Internationale Konferenz in Berlin
Am 12. und 13. Mai trafen sich in Berlin rund 200 Ärztinnen, Ärzte und Wissenschaftlerinnen sowie Wissenschaftler aus verschiedenen Ländern zu einer Fachkonferenz. Geleitet wurde das Treffen von Carmen Scheibenbogen und Uta Behrends, Leiterin des Zentrums für chronisches Fatigue-Syndrom an der Technischen Universität München und der München Klinik Schwabing.
Diskutiert wurden unter anderem:
- Verbesserte Versorgung der Betroffenen
- Fortschritte in Medikamentenstudien
- Neue Erkenntnisse zu Ursachen und genetischen Faktoren
Ein Ziel der Konferenz war, die unzureichende medizinische Versorgung von ME/CFS-Patientinnen und -Patienten in Deutschland zu thematisieren. Scheibenbogen betonte, dass es bislang weder zugelassene Medikamente noch eine ausreichende Zahl spezialisierter Ärztinnen und Ärzte gibt.
Fehlende Behandlung und Wissenslücken
Das Wissen über ME/CFS ist im Medizinstudium bisher kaum verankert. Dadurch fehlt vielen Ärztinnen und Ärzten die Erfahrung im Umgang mit der Krankheit. Das Interesse an Fortbildungen nimmt deshalb deutlich zu.

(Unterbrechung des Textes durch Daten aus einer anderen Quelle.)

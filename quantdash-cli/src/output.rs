//! Plain-text tables for terminal output.

use chrono::Utc;

use quantdash_core::domain::{
    Backtest, CryptoPrice, DataQualityAlert, MlModel, PromptTemplate, Watchlist,
};
use quantdash_core::format::{
    backtest_status_label, format_compact_currency, format_currency, format_date, format_number,
    format_percent, format_relative, format_timestamp, model_status_label, prompt_status_label,
    severity_label,
};
use quantdash_core::indicators::{IndicatorSeries, OverlaySet};

pub fn print_backtests(backtests: &[Backtest]) {
    if backtests.is_empty() {
        println!("No backtests.");
        return;
    }
    let now = Utc::now();
    println!(
        "{:<12} {:<28} {:<10} {:>10} {:>8} {:<10}",
        "ID", "Name", "Status", "Return", "Sharpe", "Created"
    );
    println!("{}", "-".repeat(84));
    for bt in backtests {
        let (ret, sharpe) = match &bt.performance {
            Some(p) => (
                format_percent(p.total_return, 2, true),
                format_number(p.sharpe_ratio, 2),
            ),
            None => ("-".into(), "-".into()),
        };
        println!(
            "{:<12} {:<28} {:<10} {:>10} {:>8} {:<10}",
            truncate(&bt.id, 12),
            truncate(&bt.name, 28),
            backtest_status_label(bt.status),
            ret,
            sharpe,
            format_relative(bt.created_at, now),
        );
    }
}

pub fn print_backtest(bt: &Backtest) {
    println!();
    println!("=== {} ===", bt.name);
    println!("ID:             {}", bt.id);
    println!("Status:         {}", backtest_status_label(bt.status));
    if let Some(desc) = &bt.description {
        println!("Description:    {desc}");
    }
    println!(
        "Period:         {} to {}",
        format_date(bt.config.start_date),
        format_date(bt.config.end_date)
    );
    println!("Symbols:        {}", bt.config.symbols.join(", "));
    println!("Initial Cash:   {}", format_currency(bt.config.initial_cash));
    println!("Commission:     {}", format_percent(bt.config.commission, 2, false));
    if let Some(strategy) = &bt.config.strategy_id {
        println!("Strategy:       {strategy}");
    }
    for (name, value) in &bt.config.parameters {
        println!("  {name:<14}{value}");
    }
    println!("Created:        {}", format_timestamp(bt.created_at));
    if let Some(updated) = bt.updated_at {
        println!("Updated:        {}", format_timestamp(updated));
    }
    if let Some(p) = &bt.performance {
        println!();
        println!("--- Performance ---");
        println!("Total Return:   {}", format_percent(p.total_return, 2, true));
        println!("Annualized:     {}", format_percent(p.annualized_return, 2, true));
        println!("Sharpe:         {}", format_number(p.sharpe_ratio, 3));
        println!("Max Drawdown:   {}", format_percent(p.max_drawdown, 2, false));
        println!("Win Rate:       {}", format_percent(p.win_rate, 1, false));
        println!("Trades:         {}", p.total_trades);
    }
    if let Some(err) = &bt.error_message {
        println!();
        println!("ERROR: {err}");
    }
    println!();
}

pub fn print_watchlists(watchlists: &[Watchlist]) {
    if watchlists.is_empty() {
        println!("No watchlists.");
        return;
    }
    println!("{:<12} {:<24} {:<6} Symbols", "ID", "Name", "Auto");
    println!("{}", "-".repeat(70));
    for w in watchlists {
        println!(
            "{:<12} {:<24} {:<6} {}",
            truncate(&w.id, 12),
            truncate(&w.name, 24),
            if w.auto_update { "yes" } else { "no" },
            w.symbols.join(" "),
        );
    }
}

pub fn print_models(models: &[MlModel]) {
    if models.is_empty() {
        println!("No models.");
        return;
    }
    println!(
        "{:<16} {:<20} {:<10} {:>8} {:>8}",
        "Version", "Type", "Status", "Acc", "F1"
    );
    println!("{}", "-".repeat(66));
    for m in models {
        println!(
            "{:<16} {:<20} {:<10} {:>8} {:>8}",
            truncate(&m.version, 16),
            truncate(&m.model_type, 20),
            model_status_label(m.status),
            format_percent(m.metrics.accuracy, 1, false),
            format_number(m.metrics.f1, 3),
        );
    }
}

pub fn print_prompts(prompts: &[PromptTemplate]) {
    if prompts.is_empty() {
        println!("No prompt templates.");
        return;
    }
    println!(
        "{:<24} {:>4} {:<10} {:<7} {:<12}",
        "Prompt", "Ver", "Status", "Risk", "Reviewer"
    );
    println!("{}", "-".repeat(62));
    for p in prompts {
        println!(
            "{:<24} {:>4} {:<10} {:<7} {:<12}",
            truncate(&p.prompt_id, 24),
            p.version,
            prompt_status_label(p.status),
            format!("{:?}", p.risk.risk_level).to_lowercase(),
            p.reviewer.as_deref().unwrap_or("-"),
        );
    }
}

pub fn print_alerts(alerts: &[DataQualityAlert]) {
    if alerts.is_empty() {
        println!("No data-quality alerts.");
        return;
    }
    let now = Utc::now();
    println!("{:<8} {:<9} {:>6} {:<10} Message", "Symbol", "Severity", "Score", "When");
    println!("{}", "-".repeat(70));
    for a in alerts {
        let score = a
            .max_score()
            .map_or_else(|| "-".to_string(), |s| format_number(s, 2));
        println!(
            "{:<8} {:<9} {:>6} {:<10} {}",
            a.symbol,
            severity_label(a.severity),
            score,
            format_relative(a.timestamp, now),
            a.message,
        );
    }
}

pub fn print_crypto(prices: &[CryptoPrice]) {
    if prices.is_empty() {
        println!("No prices.");
        return;
    }
    println!("{:<8} {:>14} {:>9} {:>10}  As of", "Symbol", "Price", "24h", "Mkt Cap");
    println!("{}", "-".repeat(66));
    for p in prices {
        let change = format_number(p.change_24h, 2);
        let change = if p.change_24h > 0.0 { format!("+{change}") } else { change };
        println!(
            "{:<8} {:>14} {:>9} {:>10}  {}",
            p.symbol,
            format_currency(p.price_usd),
            change,
            p.market_cap.map_or_else(|| "-".to_string(), format_compact_currency),
            format_timestamp(p.timestamp),
        );
    }
}

/// Last `tail` points of every overlay.
pub fn print_overlays(overlays: &OverlaySet, tail: usize) {
    for (key, series) in overlays.iter() {
        println!();
        println!("--- {key} ({} points) ---", series.len());
        match series {
            IndicatorSeries::Line(points) => {
                for p in last(points, tail) {
                    println!("{}  {:>12}", format_timestamp(p.time), format_number(p.value, 4));
                }
            }
            IndicatorSeries::Macd(points) => {
                println!("{:<20}  {:>12} {:>12} {:>12}", "Time", "MACD", "Signal", "Hist");
                for p in last(points, tail) {
                    println!(
                        "{}  {:>12} {:>12} {:>12}",
                        format_timestamp(p.time),
                        format_number(p.macd, 4),
                        format_number(p.signal, 4),
                        format_number(p.histogram, 4),
                    );
                }
            }
            IndicatorSeries::Bands(points) => {
                println!("{:<20}  {:>12} {:>12} {:>12}", "Time", "Upper", "Middle", "Lower");
                for p in last(points, tail) {
                    println!(
                        "{}  {:>12} {:>12} {:>12}",
                        format_timestamp(p.time),
                        format_number(p.upper, 4),
                        format_number(p.middle, 4),
                        format_number(p.lower, 4),
                    );
                }
            }
        }
    }
}

fn last<T>(items: &[T], n: usize) -> &[T] {
    &items[items.len().saturating_sub(n)..]
}

fn truncate(s: &str, width: usize) -> String {
    if s.chars().count() <= width {
        s.to_string()
    } else {
        let mut out: String = s.chars().take(width.saturating_sub(1)).collect();
        out.push('…');
        out
    }
}

#[cfg(test)]
mod tests {
    use super::*;

    #[test]
    fn truncate_keeps_width() {
        assert_eq!(truncate("short", 10), "short");
        assert_eq!(truncate("a-very-long-name", 6), "a-ver…");
        assert_eq!(truncate("a-very-long-name", 6).chars().count(), 6);
    }

    #[test]
    fn last_clamps() {
        assert_eq!(last(&[1, 2, 3], 2), &[2, 3]);
        assert_eq!(last(&[1, 2, 3], 10), &[1, 2, 3]);
    }
}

Symptome von Long Covid und ME/CFS ähneln sich stark:
- Extreme Müdigkeit und Kraftlosigkeit
- Schwindel und Atemprobleme
- Muskelschmerzen
- Konzentrations- und Gedächtnisstörungen
Nach Angaben der Weltgesundheitsorganisation beschreibt Long Covid gesundheitliche Beschwerden, die länger als vier Wochen nach einer Infektion anhalten und nicht anders erklärbar sind. Wer diese Symptome bemerkt, sollte frühzeitig medizinische Hilfe suchen.
Rehabilitations- und Unterstützungsangebote
Viele Kliniken haben inzwischen Long-Covid-Sprechstunden und spezialisierte Ambulanzen eingerichtet. Dort erhalten Betroffene Diagnosen und individuelle Therapiepläne. Auch Rehabilitationsmaßnahmen gewinnen an Bedeutung.
Reha-Angebote umfassen unter anderem:
- Stationäre oder ambulante Programme
- Behandlungen bei Lungen- und Nervenstörungen
- Schulungen zum sogenannten „Pacing“, bei dem Betroffene lernen, ihre Kräfte einzuteilen
Versicherte der gesetzlichen Krankenkassen haben Anspruch auf Reha-Leistungen. Bei drohendem Verlust der Erwerbsfähigkeit ist die Rentenversicherung zuständig. In bestimmten Fällen kann Long Covid als Berufskrankheit oder Arbeitsunfall anerkannt werden, insbesondere bei Beschäftigten im Gesundheitswesen oder Laborpersonal.
Auch Rentnerinnen, Rentner, Eltern und Kinder können Leistungen beantragen. Je nach Lebenssituation übernehmen Krankenkasse, Rentenversicherung oder Sozialhilfeträger die Kosten.
Forschung und Ausblick
Die Ursachen von ME/CFS und Long Covid sind noch nicht vollständig geklärt. Forschende vermuten genetische und epigenetische Einflüsse, aber auch eine übermäßige Immunreaktion auf Virusinfektionen.
Ziel der internationalen Zusammenarbeit ist es, neue Diagnosemethoden und Medikamente zu entwickeln. Die zunehmende Zahl der Betroffenen zeigt, wie dringend diese Fortschritte gebraucht werden. Fachleute hoffen, dass die Krankheit in Zukunft früher erkannt und besser behandelt werden kann.
ME/CFS bleibt eine der schwersten und am wenigsten erforschten Folgeerkrankungen von Virusinfektionen. Mit wachsender Aufmerksamkeit in Wissenschaft und Politik besteht nun die Chance, Versorgung, Forschung und Aufklärung entscheidend zu verbessern.